7 WAYS TO MAKE IT THROUGH A BAD DAY
Here are my Confessions of a Worn Out Mommy. I woke up on Mother’s Day with every intention of having a lovely day. With David deployed I knew it wouldn’t be your Hallmark Movie Version of Mother’s Day with breakfast in bed and a day at the spa. However – I was ready for that! I planned ahead and picked up a meal that I would only have to warm up. What I didn’t plan on was washing a package of seaweed in a HUGE load of laundry. True story. Imagine little flecks of wet seaweed everywhere – I was basically a mermaid – which I found funny – at first. My humor quickly slipped away as other unplanned and unexpected things continued to roll in along with the constant fighting that has been happening between my children and I felt myself slipping down into the depths. While I was in the pit I remembered that a pretty huge trauma happened to me on Mother’s Day several years ago (which can happen when your vibration is low – your body keeps the score) and then I had a real choice: stay in the pit and roll around in the muck – or climb out of the pit. I chose to climb out – using some of the tools I’ve collected along the way. Borrow my tools if you need them! Here are the 7 things I did (and continue to do) when I am having a bad day.
- BREATHE! Pay attention to the feelings you are having in your body. They each tell a story. I acknowledged that the tightness and pain in my heart and lungs and took the time to take some deep breaths filling my lungs and heart with healing love and air and gratitude for making it through that time and the lessons that they brought.

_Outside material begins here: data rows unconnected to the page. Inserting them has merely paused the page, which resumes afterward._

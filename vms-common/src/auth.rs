//! Access token signing and verification
//!
//! Tokens are compact HS256 JWTs: `base64url(header).base64url(claims).base64url(mac)`
//! with claims `{email, iat, exp}` (Unix seconds).
//!
//! # Pure Functions
//!
//! No HTTP framework dependencies; the request middleware lives in vms-api.
//! The current time is passed in so expiry is testable.

use base64::engine::general_purpose::URL_SAFE_NO_PAD;
use base64::Engine;
use chrono::{DateTime, Duration, Utc};
use hmac::{Hmac, Mac};
use serde::{Deserialize, Serialize};
use sha2::Sha256;
use thiserror::Error;

type HmacSha256 = Hmac<Sha256>;

const ALGORITHM: &str = "HS256";

/// Identity carried by an access token
#[derive(Debug, Clone, PartialEq, Eq, Serialize, Deserialize)]
pub struct Claims {
    pub email: String,
    /// Issued at (Unix seconds)
    pub iat: i64,
    /// Expires at (Unix seconds)
    pub exp: i64,
}

#[derive(Debug, Serialize, Deserialize)]
struct Header {
    alg: String,
    typ: String,
}

/// Reasons a token is refused
#[derive(Debug, Error, PartialEq, Eq)]
pub enum TokenError {
    #[error("malformed token")]
    Malformed,

    #[error("unsupported token algorithm: {0}")]
    UnsupportedAlgorithm(String),

    #[error("invalid token signature")]
    InvalidSignature,

    #[error("token expired")]
    Expired,

    #[error("invalid signing key")]
    InvalidKey,

    #[error("failed to encode token: {0}")]
    Encoding(String),
}

fn mac_for(secret: &str, signing_input: &str) -> Result<HmacSha256, TokenError> {
    let mut mac =
        HmacSha256::new_from_slice(secret.as_bytes()).map_err(|_| TokenError::InvalidKey)?;
    mac.update(signing_input.as_bytes());
    Ok(mac)
}

fn encode_segment<T: Serialize>(value: &T) -> Result<String, TokenError> {
    let json = serde_json::to_vec(value).map_err(|e| TokenError::Encoding(e.to_string()))?;
    Ok(URL_SAFE_NO_PAD.encode(json))
}

fn decode_segment<T: for<'de> Deserialize<'de>>(segment: &str) -> Result<T, TokenError> {
    let bytes = URL_SAFE_NO_PAD
        .decode(segment)
        .map_err(|_| TokenError::Malformed)?;
    serde_json::from_slice(&bytes).map_err(|_| TokenError::Malformed)
}

/// Issue a signed token for `email` valid for `ttl` from `now`
pub fn issue_token(
    email: &str,
    secret: &str,
    ttl: Duration,
    now: DateTime<Utc>,
) -> Result<String, TokenError> {
    let header = Header {
        alg: ALGORITHM.to_string(),
        typ: "JWT".to_string(),
    };
    let claims = Claims {
        email: email.to_string(),
        iat: now.timestamp(),
        exp: (now + ttl).timestamp(),
    };

    let signing_input = format!("{}.{}", encode_segment(&header)?, encode_segment(&claims)?);
    let signature = mac_for(secret, &signing_input)?.finalize().into_bytes();

    Ok(format!("{}.{}", signing_input, URL_SAFE_NO_PAD.encode(signature)))
}

/// Verify structure, algorithm, signature and expiry; return the claims
///
/// A token is expired once `now` reaches `exp`.
pub fn verify_token(token: &str, secret: &str, now: DateTime<Utc>) -> Result<Claims, TokenError> {
    let mut parts = token.split('.');
    let (header_b64, claims_b64, signature_b64) = match (parts.next(), parts.next(), parts.next(), parts.next()) {
        (Some(h), Some(c), Some(s), None) if !h.is_empty() && !c.is_empty() && !s.is_empty() => (h, c, s),
        _ => return Err(TokenError::Malformed),
    };

    let header: Header = decode_segment(header_b64)?;
    if header.alg != ALGORITHM {
        return Err(TokenError::UnsupportedAlgorithm(header.alg));
    }

    let signature = URL_SAFE_NO_PAD
        .decode(signature_b64)
        .map_err(|_| TokenError::Malformed)?;
    let signing_input = format!("{}.{}", header_b64, claims_b64);

    // verify_slice compares in constant time
    mac_for(secret, &signing_input)?
        .verify_slice(&signature)
        .map_err(|_| TokenError::InvalidSignature)?;

    let claims: Claims = decode_segment(claims_b64)?;
    if now.timestamp() >= claims.exp {
        return Err(TokenError::Expired);
    }

    Ok(claims)
}

#[cfg(test)]
mod tests {
    use super::*;
    use chrono::TimeZone;

    const SECRET: &str = "test-secret";

    fn t0() -> DateTime<Utc> {
        Utc.with_ymd_and_hms(2030, 6, 1, 12, 0, 0).unwrap()
    }

    #[test]
    fn test_issue_then_verify() {
        let token = issue_token("a@b.com", SECRET, Duration::hours(24), t0()).unwrap();
        assert_eq!(token.split('.').count(), 3);

        let claims = verify_token(&token, SECRET, t0() + Duration::hours(1)).unwrap();
        assert_eq!(claims.email, "a@b.com");
        assert_eq!(claims.iat, t0().timestamp());
        assert_eq!(claims.exp, (t0() + Duration::hours(24)).timestamp());
    }

    #[test]
    fn test_wrong_secret_rejected() {
        let token = issue_token("a@b.com", SECRET, Duration::hours(1), t0()).unwrap();
        assert_eq!(
            verify_token(&token, "other-secret", t0()),
            Err(TokenError::InvalidSignature)
        );
    }

    #[test]
    fn test_expired_token_rejected() {
        let token = issue_token("a@b.com", SECRET, Duration::hours(1), t0()).unwrap();
        assert_eq!(
            verify_token(&token, SECRET, t0() + Duration::hours(1)),
            Err(TokenError::Expired)
        );
    }

    #[test]
    fn test_tampered_claims_rejected() {
        let token = issue_token("a@b.com", SECRET, Duration::hours(1), t0()).unwrap();
        let parts: Vec<&str> = token.split('.').collect();
        let forged_claims = encode_segment(&Claims {
            email: "admin@b.com".into(),
            iat: t0().timestamp(),
            exp: (t0() + Duration::days(365)).timestamp(),
        })
        .unwrap();
        let forged = format!("{}.{}.{}", parts[0], forged_claims, parts[2]);

        assert_eq!(verify_token(&forged, SECRET, t0()), Err(TokenError::InvalidSignature));
    }

    #[test]
    fn test_malformed_tokens() {
        for bad in ["", "abc", "a.b", "a.b.c.d", "..", "!!!.@@@.###"] {
            assert_eq!(verify_token(bad, SECRET, t0()), Err(TokenError::Malformed), "input: {bad:?}");
        }
    }

    #[test]
    fn test_other_algorithm_rejected() {
        let header = encode_segment(&Header { alg: "none".into(), typ: "JWT".into() }).unwrap();
        let claims = encode_segment(&Claims { email: "a@b.com".into(), iat: 0, exp: i64::MAX }).unwrap();
        let token = format!("{}.{}.c2ln", header, claims);

        assert_eq!(
            verify_token(&token, SECRET, t0()),
            Err(TokenError::UnsupportedAlgorithm("none".into()))
        );
    }
}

- OIL UP BUTTERCUP! I grabbed my Aroma Freedom Technique Oils and literally huffed them in the drive thru of In N Out Burger (remember – I made a plan not to cook). If you would like to read more about these amazing oils and technique click here They really are a game changer and LITERALLY help you reset your mindset.

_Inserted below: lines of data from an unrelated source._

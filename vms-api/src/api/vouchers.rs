//! Voucher CRUD endpoints

use axum::{
    extract::{
        rejection::{JsonRejection, QueryRejection},
        Path, Query, State,
    },
    http::StatusCode,
    Json,
};
use serde::Deserialize;
use vms_common::pagination::ListQuery;
use vms_common::{Voucher, VoucherCandidate};

use super::response::ApiResponse;
use crate::services::VoucherPage;
use crate::{ApiError, ApiResult, AppState};

/// Raw listing parameters; unparseable numbers fall back to defaults
#[derive(Debug, Default, Deserialize)]
pub struct ListParams {
    pub page: Option<String>,
    pub limit: Option<String>,
    pub search: Option<String>,
    pub sort_by: Option<String>,
    pub sort_order: Option<String>,
}

impl ListParams {
    pub fn to_query(&self) -> ApiResult<ListQuery> {
        let number = |raw: &Option<String>| raw.as_deref().and_then(|s| s.trim().parse::<i64>().ok());
        Ok(ListQuery::from_params(
            number(&self.page),
            number(&self.limit),
            self.search.clone(),
            self.sort_by.as_deref(),
            self.sort_order.as_deref(),
        )?)
    }
}

#[derive(Debug, Default, Deserialize)]
pub struct GetParams {
    #[serde(default)]
    pub include_deleted: bool,
}

/// Parse the `:id` path segment
pub(crate) fn parse_id(raw: &str) -> ApiResult<i64> {
    raw.parse::<i64>()
        .ok()
        .filter(|id| *id > 0)
        .ok_or_else(|| ApiError::BadRequest("Invalid voucher ID".to_string()))
}

/// Unwrap a JSON body, keeping rejections in the error envelope
pub(crate) fn json_body<T>(body: Result<Json<T>, JsonRejection>) -> ApiResult<T> {
    body.map(|Json(value)| value)
        .map_err(|e| ApiError::BadRequest(e.body_text()))
}

/// Unwrap query parameters, keeping rejections in the error envelope
pub(crate) fn query_params<T>(params: Result<Query<T>, QueryRejection>) -> ApiResult<T> {
    params
        .map(|Query(value)| value)
        .map_err(|e| ApiError::BadRequest(e.body_text()))
}

/// GET /api/v1/vouchers
pub async fn list_vouchers(
    State(state): State<AppState>,
    Query(params): Query<ListParams>,
) -> ApiResult<Json<ApiResponse<VoucherPage>>> {
    let query = params.to_query()?;
    let page = state.vouchers.list(&query).await?;
    Ok(Json(ApiResponse::success(page)))
}

/// GET /api/v1/vouchers/:id
pub async fn get_voucher(
    State(state): State<AppState>,
    Path(id): Path<String>,
    params: Result<Query<GetParams>, QueryRejection>,
) -> ApiResult<Json<ApiResponse<Voucher>>> {
    let id = parse_id(&id)?;
    let params = query_params(params)?;
    let voucher = state.vouchers.get(id, params.include_deleted).await?;
    Ok(Json(ApiResponse::success(voucher)))
}

/// POST /api/v1/vouchers
pub async fn create_voucher(
    State(state): State<AppState>,
    body: Result<Json<VoucherCandidate>, JsonRejection>,
) -> ApiResult<(StatusCode, Json<ApiResponse<Voucher>>)> {
    let candidate = json_body(body)?;
    let voucher = state.vouchers.create(&candidate).await?;
    Ok((
        StatusCode::CREATED,
        Json(ApiResponse::with_message("Voucher created successfully", voucher)),
    ))
}

/// PUT /api/v1/vouchers/:id
pub async fn update_voucher(
    State(state): State<AppState>,
    Path(id): Path<String>,
    body: Result<Json<VoucherCandidate>, JsonRejection>,
) -> ApiResult<Json<ApiResponse<Voucher>>> {
    let id = parse_id(&id)?;
    let candidate = json_body(body)?;
    let voucher = state.vouchers.update(id, &candidate).await?;
    Ok(Json(ApiResponse::with_message("Voucher updated successfully", voucher)))
}

/// DELETE /api/v1/vouchers/:id
pub async fn delete_voucher(
    State(state): State<AppState>,
    Path(id): Path<String>,
) -> ApiResult<Json<ApiResponse<()>>> {
    let id = parse_id(&id)?;
    state.vouchers.delete(id).await?;
    Ok(Json(ApiResponse::message("Voucher deleted successfully")))
}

- GET OUTSIDE! Vitamin D has research based evidence for improving your quality of life. So we drove over to my MIL’s house and enjoyed the sun and her pool (win/win)- it was a quick and fun way to break up the work waiting for me at home.

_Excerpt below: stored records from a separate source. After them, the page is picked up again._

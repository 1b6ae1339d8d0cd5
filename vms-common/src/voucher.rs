//! Voucher entity and candidate shapes

use chrono::{DateTime, NaiveDate, Utc};
use serde::{Deserialize, Serialize};

/// Maximum voucher code length in characters
pub const MAX_CODE_LENGTH: usize = 50;

/// Lowest accepted discount percentage (inclusive)
pub const MIN_DISCOUNT_PERCENT: f64 = 1.0;

/// Highest accepted discount percentage (inclusive)
pub const MAX_DISCOUNT_PERCENT: f64 = 100.0;

/// Fixed calendar format used for parsing and exporting expiry dates
pub const DATE_FORMAT: &str = "%Y-%m-%d";

/// Persisted voucher record
///
/// `id` and the timestamps are owned by the repository. A non-null
/// `deleted_at` marks the voucher as soft-deleted.
#[derive(Debug, Clone, PartialEq, Serialize, Deserialize)]
pub struct Voucher {
    pub id: i64,
    pub voucher_code: String,
    pub discount_percent: f64,
    pub expiry_date: NaiveDate,
    pub created_at: DateTime<Utc>,
    pub updated_at: DateTime<Utc>,
    #[serde(default, skip_serializing_if = "Option::is_none")]
    pub deleted_at: Option<DateTime<Utc>>,
}

impl Voucher {
    /// Whether this voucher is visible to default queries
    pub fn is_active(&self) -> bool {
        self.deleted_at.is_none()
    }

    /// Overwrite the mutable fields from a validated candidate
    pub fn apply(&mut self, validated: NewVoucher) {
        self.voucher_code = validated.voucher_code;
        self.discount_percent = validated.discount_percent;
        self.expiry_date = validated.expiry_date;
    }
}

/// Unvalidated voucher-shaped input (create, update and batch rows)
#[derive(Debug, Clone, PartialEq, Serialize, Deserialize)]
pub struct VoucherCandidate {
    pub voucher_code: String,
    pub discount_percent: f64,
    /// Expected as `YYYY-MM-DD`
    pub expiry_date: String,
}

impl VoucherCandidate {
    pub fn new(
        voucher_code: impl Into<String>,
        discount_percent: f64,
        expiry_date: impl Into<String>,
    ) -> Self {
        Self {
            voucher_code: voucher_code.into(),
            discount_percent,
            expiry_date: expiry_date.into(),
        }
    }
}

/// Validated candidate, ready for insertion
#[derive(Debug, Clone, PartialEq)]
pub struct NewVoucher {
    pub voucher_code: String,
    pub discount_percent: f64,
    pub expiry_date: NaiveDate,
}
//! Common error types for VMS

use crate::validation::ValidationError;
use thiserror::Error;

/// Common result type for VMS operations
pub type Result<T> = std::result::Result<T, Error>;

/// Common error types across the voucher service
#[derive(Error, Debug)]
pub enum Error {
    /// Candidate field failed a business rule
    #[error("{0}")]
    Validation(#[from] ValidationError),

    /// An active voucher already uses this code
    #[error("voucher code '{0}' already exists")]
    DuplicateCode(String),

    /// Requested resource not found
    #[error("Not found: {0}")]
    NotFound(String),

    /// Database operation error (wraps sqlx::Error)
    #[error("Database error: {0}")]
    Database(#[from] sqlx::Error),

    /// Upload body could not be parsed at all
    #[error("Malformed input: {0}")]
    MalformedInput(String),

    /// CSV upload carried no data rows
    #[error("CSV file is empty or has no data rows")]
    EmptyImport,

    /// Invalid user input or request parameter
    #[error("Invalid input: {0}")]
    InvalidInput(String),

    /// Configuration loading or validation error
    #[error("Configuration error: {0}")]
    Config(String),

    /// I/O operation error (wraps std::io::Error)
    #[error("IO error: {0}")]
    Io(#[from] std::io::Error),

    /// Internal server error
    #[error("Internal error: {0}")]
    Internal(String),
}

- DO SOMETHING THAT MAKES YOUR HEART SING! For me it was grabbing a few minutes to read. Reading always fills me right up and reading in the sun is my absolute favorite past time.
- HONOR EACH EMOTION BUT THEN CHOOSE THE OPPOSITE EMOTION. Newtons Third Law works for emotions as well: For every action (or e-motion = energy in motion), there is an equal and opposite reaction. We cannot control what happens to us be we CAN control how we respond. I chose to honor and acknowledge every feeling of sadness, frustration, or yes even pity that crept up within but then I let it move through me and chose to replace them with compassion for my friends who are single moms, hope for David returning soon, gratitude for the lessons I have learned from my traumas, and joy whenever I could grab some (which means I was looking for it – you should too).
- DO NOT ISOLATE YOURSELF! Friend, listen to me. The time you want to crawl in a cave and not talk to anyone so you can lick your wounds and feel sorry for yourself is the EXACT time you should reach out and make a connection with another human. I hopped on Marco Polo and chatted with a friend who was in a pit of her own. We laughed together and dreamed of a time when we could be in Bali together on Mothers Day. LOL! I also had family over for for swimming and dinner and it was lovely. Reaching outside of yourself is one quick way to heal from within. Also – don’t get me wrong. I am ALL FOR internal work – preferably with a therapist. I’m scheduling an appointment today in fact. You should too! LOL!
- STAY OFF OF SOCIAL MEDIA IF YOU NEED TO. I LOVE social media. I run my business and maintain some amazing relationships and connections there – however – when I am in a low space and I cannot show up with authentic joy for my friends who were celebrating being mom’s I choose to stay off – and that is ok. I was missing my husband and going to shame that I couldn’t post a lovely picture of me and all of my kids smiling so I didn’t – and that’s ok. When shame creeps in I wake up and in order to be authentic to myself I chose to stay away from the interwebs yesterday.
It was an exhausting and emotional day – but I’m thankful for my family and friends and resources to make it through challenging days. I hope this will help you through yours!